## About this exercise
Report each line below that carries the word "InMemoryReportStore".

START Record set

#[cfg(test)]
mod tests {
    use super::*;
    use crate::app::mocks::{StaticPool, adapter_with_metadata, failing_adapter};
    use crate::domain::adapter::fixtures::native_metadata;
    use crate::domain::errors::ErrorKind;
    use crate::domain::report::Report;
    use crate::infra::memory::{
        InMemoryProjectMetadataStore, InMemoryRegistrationStore, InMemoryReportStore,
    };

    struct Fixture {
        controller: ScannerController,
        reports: Arc<InMemoryReportStore>,
        project_metadata: Arc<InMemoryProjectMetadataStore>,
        pool: Arc<StaticPool>,
    }

    fn fixture_with(pool: StaticPool) -> Fixture {
        let reports = Arc::new(InMemoryReportStore::default());
        let project_metadata = Arc::new(InMemoryProjectMetadataStore::default());
        let pool = Arc::new(pool);
        Fixture {
            controller: ScannerController::new(
                Arc::new(InMemoryRegistrationStore::default()),
                reports.clone(),
                project_metadata.clone(),
                pool.clone(),
            ),
            reports,
            project_metadata,
            pool,
        }
    }

    fn fixture() -> Fixture {
        fixture_with(StaticPool::new(adapter_with_metadata(native_metadata())))
    }

    fn trivy() -> Registration {
        Registration::new("trivy", "https://s/")
    }

    #[tokio::test]
    async fn the_first_registration_becomes_the_default() {
        let f = fixture();

        let uuid = f.controller.create(trivy()).await.unwrap();

        assert!(!uuid.is_empty());
        assert!(f.controller.get(&uuid).await.unwrap().unwrap().is_default);

        let second = f
            .controller
            .create(Registration::new("clair", "https://clair/"))
            .await
            .unwrap();
        assert!(!f.controller.get(&second).await.unwrap().unwrap().is_default);
    }

    #[tokio::test]
    async fn the_reserved_name_is_rejected() {
        let f = fixture();

        let err = f
            .controller
            .create(Registration::new("Trivy", "https://s/"))
            .await
            .unwrap_err();

        assert_eq!(err.kind(), ErrorKind::BadRequest);
    }

    #[tokio::test]
    async fn an_unreachable_adapter_fails_creation_with_a_scanner_error() {
        let f = fixture_with(StaticPool::new(failing_adapter("connection refused")));

        let err = f.controller.create(trivy()).await.unwrap_err();

        assert_eq!(err.kind(), ErrorKind::Scanner);
        assert!(err.to_string().contains("connection refused"));
        assert_eq!(f.controller.count(&Query::new()).await.unwrap(), 0);
    }

    #[tokio::test]
    async fn the_default_registration_cannot_be_disabled() {
        let f = fixture();
        let uuid = f.controller.create(trivy()).await.unwrap();
        let mut registration = f.controller.get(&uuid).await.unwrap().unwrap();
        registration.disabled = true;

        let err = f.controller.update(&registration).await.unwrap_err();

        assert_eq!(err.kind(), ErrorKind::BadRequest);
    }

    #[tokio::test]
    async fn immutable_or_referenced_registrations_are_not_deleted() {
        let f = fixture();
        let uuid = f.controller.create(trivy()).await.unwrap();
        f.reports
            .create(Report::placeholder("sha256:abc", &uuid, "mime", "t1", "me"))
            .await
            .unwrap();

        let err = f.controller.delete(&uuid).await.unwrap_err();
        assert_eq!(err.kind(), ErrorKind::Conflict);

        let immutable = Registration {
            immutable: true,
            ..Registration::new("builtin", "https://builtin/")
        };
        let immutable = f.controller.ensure_scanner(immutable, false).await.unwrap();
        let err = f.controller.delete(&immutable).await.unwrap_err();
        assert_eq!(err.kind(), ErrorKind::PreconditionFailed);
    }

    #[tokio::test]
    async fn deleting_returns_the_deleted_registration() {
        let f = fixture();
        let uuid = f.controller.create(trivy()).await.unwrap();

        let deleted = f.controller.delete(&uuid).await.unwrap();

        assert_eq!(deleted.map(|r| r.name), Some("trivy".to_string()));
        assert!(f.controller.delete(&uuid).await.unwrap().is_none());
    }

    #[tokio::test]
    async fn a_project_binding_wins_over_the_default() {
        let f = fixture();
        let default = f.controller.create(trivy()).await.unwrap();
        let other = f
            .controller
            .create(Registration::new("clair", "https://clair/"))
            .await
            .unwrap();

        f.controller.set_registration_by_project(7, &other).await.unwrap();

        let for_7 = f
            .controller
            .get_registration_by_project(7, RegistrationOptions::default())
            .await
            .unwrap()
            .unwrap();
        let for_8 = f
            .controller
            .get_registration_by_project(8, RegistrationOptions::default())
            .await
            .unwrap()
            .unwrap();
        assert_eq!(for_7.uuid, other);
        assert_eq!(for_8.uuid, default);
    }

    #[tokio::test]
    async fn a_stale_project_binding_is_cleared() {
        let f = fixture();
        let default = f.controller.create(trivy()).await.unwrap();
        f.project_metadata
            .set(7, PROJECT_SCANNER_KEY, "gone")
            .await
            .unwrap();

        let resolved = f
            .controller
            .get_registration_by_project(7, RegistrationOptions::default())
            .await
            .unwrap()
            .unwrap();

        assert_eq!(resolved.uuid, default);
        assert_eq!(
            f.project_metadata.get(7, PROJECT_SCANNER_KEY).await.unwrap(),
            None
        );
    }

    #[tokio::test]
    async fn no_registration_at_all_resolves_to_none() {
        let f = fixture();

        let resolved = f
            .controller
            .get_registration_by_project(7, RegistrationOptions { ping: true })
            .await
            .unwrap();

        assert!(resolved.is_none());
    }

    #[tokio::test]
    async fn pinging_on_resolution_fills_the_health_fields() {
        let f = fixture();
        f.controller.create(trivy()).await.unwrap();

        let resolved = f
            .controller
            .get_registration_by_project(7, RegistrationOptions { ping: true })
            .await
            .unwrap()
            .unwrap();

        assert_eq!(resolved.health.as_deref(), Some("healthy"));
        assert_eq!(resolved.adapter.as_deref(), Some("Trivy"));
        assert_eq!(resolved.vendor.as_deref(), Some("Aqua Security"));
    }

    #[tokio::test(start_paused = true)]
    async fn metadata_is_cached_per_registration() {
        let f = fixture();
        let uuid = f.controller.create(trivy()).await.unwrap();
        let fetches = f.pool.fetches();

        f.controller.get_metadata(&uuid).await.unwrap();
        f.controller.get_metadata(&uuid).await.unwrap();
        assert_eq!(f.pool.fetches(), fetches + 1);

        tokio::time::advance(METADATA_CACHE_TTL + Duration::from_secs(1)).await;
        f.controller.get_metadata(&uuid).await.unwrap();
        assert_eq!(f.pool.fetches(), fetches + 2);
    }

    #[tokio::test]
    async fn ensuring_a_scanner_twice_installs_it_once() {
        let f = fixture();

        let first = f.controller.ensure_scanner(trivy(), false).await.unwrap();
        let second = f.controller.ensure_scanner(trivy(), false).await.unwrap();

        assert_eq!(first, second);
        assert_eq!(f.controller.count(&Query::new()).await.unwrap(), 1);
    }

    #[tokio::test]
    async fn ensuring_a_scanner_with_a_taken_name() {
        let f = fixture();
        f.controller.ensure_scanner(trivy(), false).await.unwrap();
        let same_name = Registration::new("trivy", "https://other/");

        let err = f
            .controller
            .ensure_scanner(same_name.clone(), false)
            .await
            .unwrap_err();
        assert_eq!(err.kind(), ErrorKind::Conflict);

        let uuid = f.controller.ensure_scanner(same_name, true).await.unwrap();
        let installed = f.controller.get(&uuid).await.unwrap().unwrap();
        assert!(installed.name.starts_with("trivy-"));
        assert_eq!(f.controller.count(&Query::new()).await.unwrap(), 2);
    }
}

END Record set

## Written solution
        InMemoryProjectMetadataStore, InMemoryRegistrationStore, InMemoryReportStore,
        reports: Arc<InMemoryReportStore>,
        let reports = Arc::new(InMemoryReportStore::default());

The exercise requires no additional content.